Extracted records:
┌──
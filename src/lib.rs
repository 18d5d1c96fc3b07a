// Copyright 2025 Stoolap Contributors
//
// Licensed under the Apache License, Version 2.0 (the "License");
// you may not use this file except in compliance with the License.
// You may obtain a copy of the License at
//
//     http://www.apache.org/licenses/LICENSE-2.0
//
// Unless required by applicable law or agreed to in writing, software
// distributed under the License is distributed on an "AS IS" BASIS,
// WITHOUT WARRANTIES OR CONDITIONS OF ANY KIND, either express or implied.
// See the License for the specific language governing permissions and
// limitations under the License.

//! # Piggyback - execution-time column statistics
//!
//! Piggyback collects column statistics as a side effect of running a
//! query. While a Volcano-style plan streams rows out of its root, the
//! statistics collector watches them and keeps, for every output column,
//! the minimum, maximum, most frequent value and an approximate distinct
//! count, plus co-occurrence sets for every column pair from which
//! functional dependencies are derived. No extra pass over the data is made.
//!
//! ## Key Features
//!
//! - **Two hook points** - scan initialization and root row production
//! - **Equality pinning** - a pushed-down `column = constant` filter fixes
//!   that output column's statistics before the first row
//! - **Pairwise co-occurrence** - incremental upper-triangle pair sets
//! - **Functional dependencies** - derived at teardown from pair sizes
//!
//! ## Quick Start
//!
//! ```rust
//! use std::sync::Arc;
//!
//! use piggyback::core::{DataType, Row, SchemaBuilder, Value};
//! use piggyback::executor::{
//!     ColumnRef, ExecutionContext, ProjectionOperator, Qualifier, QueryExecutor,
//!     TableScanOperator,
//! };
//! use piggyback::statistics::{ReportTarget, StatisticsConfig};
//! use piggyback::storage::Catalog;
//!
//! let mut catalog = Catalog::new();
//! let albums = catalog
//!     .create_table(
//!         SchemaBuilder::new("albums")
//!             .add("artist", DataType::Text)
//!             .add("year", DataType::Integer)
//!             .build(),
//!         vec![
//!             Row::from_values(vec![Value::text("Can"), Value::integer(1971)]),
//!             Row::from_values(vec![Value::text("Can"), Value::integer(1972)]),
//!             Row::from_values(vec![Value::text("Neu!"), Value::integer(1972)]),
//!         ],
//!     )
//!     .unwrap();
//!
//! let artist = ColumnRef::named(albums.schema(), "artist").unwrap();
//! let scan = TableScanOperator::with_qualifiers(
//!     Arc::clone(&albums),
//!     vec![Qualifier::eq(artist, "Can")],
//! );
//! let mut plan = ProjectionOperator::by_name(Box::new(scan), &["artist", "year"]).unwrap();
//!
//! let mut executor =
//!     QueryExecutor::new(StatisticsConfig::new().with_report(ReportTarget::Silent));
//! let result = executor.execute(&mut plan, &ExecutionContext::new()).unwrap();
//!
//! let stats = result.statistics().unwrap();
//! assert_eq!(
//!     stats.distinct_lines(),
//!     vec![
//!         "column artist (0) has 1 distinct values.",
//!         "column year (1) has 2 distinct values.",
//!     ]
//! );
//! assert!(stats.columns[0].pinned);
//! ```
//!
//! ## Modules
//!
//! - [`core`] - Core types ([`DataType`], [`Value`], [`Row`], [`Schema`], [`Error`])
//! - [`storage`] - In-memory tables and the catalog
//! - [`executor`] - Volcano operators, observer hooks and the query driver
//! - [`statistics`] - The statistics collector, session and report

pub mod core;
pub mod executor;
pub mod statistics;
pub mod storage;

// Re-export main types for convenience
pub use core::{
    ColumnSource, DataType, EqualitySemantics, Error, Result, Row, Schema, SchemaBuilder,
    SchemaColumn, TableId, Value,
};
pub use executor::{
    ColumnInfo, ExecutionContext, ExecutionObserver, PlanNodeId, QueryExecutor, QueryResult,
};
pub use statistics::{
    ReportBuffer, ReportTarget, StatisticsCollector, StatisticsConfig, StatisticsReport,
};
pub use storage::{Catalog, MemoryTable};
└──
- [Instructions to follow]: Retype the records that precede this task, keeping them exactly the same.

- [Answer to the exercise]:
filename src/lib.rs
repository 18d5d1c96fc3b07a
// Copyright 2025 Stoolap Contributors
//
// Licensed under the Apache License, Version 2.0 (the "License");
// you may not use this file except in compliance with the License.
// You may obtain a copy of the License at
//
//     http://www.apache.org/licenses/LICENSE-2.0
//
// Unless required by applicable law or agreed to in writing, software
// distributed under the License is distributed on an "AS IS" BASIS,
// WITHOUT WARRANTIES OR CONDITIONS OF ANY KIND, either express or implied.
// See the License for the specific language governing permissions and
// limitations under the License.

//! # Piggyback - execution-time column statistics
//!
//! Piggyback collects column statistics as a side effect of running a
//! query. While a Volcano-style plan streams rows out of its root, the
//! statistics collector watches them and keeps, for every output column,
//! the minimum, maximum, most frequent value and an approximate distinct
//! count, plus co-occurrence sets for every column pair from which
//! functional dependencies are derived. No extra pass over the data is made.
//!
//! ## Key Features
//!
//! - **Two hook points** - scan initialization and root row production
//! - **Equality pinning** - a pushed-down `column = constant` filter fixes
//!   that output column's statistics before the first row
//! - **Pairwise co-occurrence** - incremental upper-triangle pair sets
//! - **Functional dependencies** - derived at teardown from pair sizes
//!
//! ## Quick Start
//!
//! ```rust
//! use std::sync::Arc;
//!
//! use piggyback::core::{DataType, Row, SchemaBuilder, Value};
//! use piggyback::executor::{
//!     ColumnRef, ExecutionContext, ProjectionOperator, Qualifier, QueryExecutor,
//!     TableScanOperator,
//! };
//! use piggyback::statistics::{ReportTarget, StatisticsConfig};
//! use piggyback::storage::Catalog;
//!
//! let mut catalog = Catalog::new();
//! let albums = catalog
//!     .create_table(
//!         SchemaBuilder::new("albums")
//!             .add("artist", DataType::Text)
//!             .add("year", DataType::Integer)
//!             .build(),
//!         vec![
//!             Row::from_values(vec![Value::text("Can"), Value::integer(1971)]),
//!             Row::from_values(vec![Value::text("Can"), Value::integer(1972)]),
//!             Row::from_values(vec![Value::text("Neu!"), Value::integer(1972)]),
//!         ],
//!     )
//!     .unwrap();
//!
//! let artist = ColumnRef::named(albums.schema(), "artist").unwrap();
//! let scan = TableScanOperator::with_qualifiers(
//!     Arc::clone(&albums),
//!     vec![Qualifier::eq(artist, "Can")],
//! );
//! let mut plan = ProjectionOperator::by_name(Box::new(scan), &["artist", "year"]).unwrap();
//!
//! let mut executor =
//!     QueryExecutor::new(StatisticsConfig::new().with_report(ReportTarget::Silent));
//! let result = executor.execute(&mut plan, &ExecutionContext::new()).unwrap();
//!
//! let stats = result.statistics().unwrap();
//! assert_eq!(
//!     stats.distinct_lines(),
//!     vec![
//!         "column artist (0) has 1 distinct values.",
//!         "column year (1) has 2 distinct values.",
//!     ]
//! );
//! assert!(stats.columns[0].pinned);
//! ```
//!
//! ## Modules
//!
//! - [`core`] - Core types ([`DataType`], [`Value`], [`Row`], [`Schema`], [`Error`])
//! - [`storage`] - In-memory tables and the catalog
//! - [`executor`] - Volcano operators, observer hooks and the query driver
//! - [`statistics`] - The statistics collector, session and report

pub mod core;
pub mod executor;
pub mod statistics;
pub mod storage;

// Re-export main types for convenience
pub use core::{
    ColumnSource, DataType, EqualitySemantics, Error, Result, Row, Schema, SchemaBuilder,
    SchemaColumn, TableId, Value,
};
pub use executor::{
    ColumnInfo, ExecutionContext, ExecutionObserver, PlanNodeId, QueryExecutor, QueryResult,
};
pub use statistics::{
    ReportBuffer, ReportTarget, StatisticsCollector, StatisticsConfig, StatisticsReport,
};
pub use storage::{Catalog, MemoryTable};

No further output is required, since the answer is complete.